#!/usr/bin/env python
import argparse
import json
from pathlib import Path
import numpy as np
import PBCT
from PBCT.classes import DEFAULTS


def parse_args():
    arg_parser = argparse.ArgumentParser(
        description=(
            "Fit a PBCT model to data or use a trained model to predict new"
            " results. Input files and options may be provided either with comm"
            "and-line options or by a json config file (see --config option)."
        ),
        formatter_class=argparse.ArgumentDefaultsHelpFormatter,
    )
    arg_parser.add_argument(
        'action', choices=('fit', 'predict', 'train_test', 'xval'), nargs='?',
        help=(
            'fit: Use input data to train a PBCT. '
            'predict: Predict interaction between input instances. '
            'train_test: Split data between the 4 train/test sets, train and te'
            'st a PBCT. '
            'xval: run a 2D k-fold cross validation with the given data.'
        ))

    arg_parser.add_argument(
        '--config',
        help=('Load options from json file.

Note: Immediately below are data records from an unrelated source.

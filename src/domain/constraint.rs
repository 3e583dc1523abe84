//! Cardinality bounds on the daily selection.

use super::error::QubotraderError;

#[derive(Debug, Clone, Copy, PartialEq, Eq)]
pub struct Constraint {
    pub min_assets: usize,
    pub max_assets: usize,
}

impl Constraint {
    pub fn new(min_assets: usize, max_assets: usize) -> Self {
        Constraint {
            min_assets,
            max_assets,
        }
    }

    /// Effective `(min, max)` cardinality over `candidates` assets, or an
    /// `InfeasibleConstraint` error when no selection size fits.
    pub fn bounds_for(&self, candidates: usize) -> Result<(usize, usize), QubotraderError> {
        let max = self.max_assets.min(candidates);
        if self.min_assets > self.max_assets || self.min_assets > candidates {
            return Err(QubotraderError::InfeasibleConstraint {
                min_assets: self.min_assets,
                max_assets: self.max_assets,
                candidates,
            });
        }
        Ok((self.min_assets, max))
    }
}

impl Default for Constraint {
    fn default() -> Self {
        Constraint {
            min_assets: 1,
            max_assets: 2,
        }
    }
}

File example: {'
              '\n\t"path_model": "/path/to/save/model.json",'
              '\n\t"fit": "true",'
              '\n\t"XX": ["/path/to/X1.csv", "/path/to/X2.csv"],'
              '\n\t"Y": "/path/to/Y.csv",'
              #'\n\t"XX_names": ["/path/to/X1_names.txt",  "/path/to/X2_names.txt"],'
              #'\n\t"XX_col_names": ["/path/to/X1_col_names.txt", "/path/to/X2_col_names.txt"],'
              '\n}.'
              ' Multiple dicts in a list will caus'
              'e this script to run multiple times.'))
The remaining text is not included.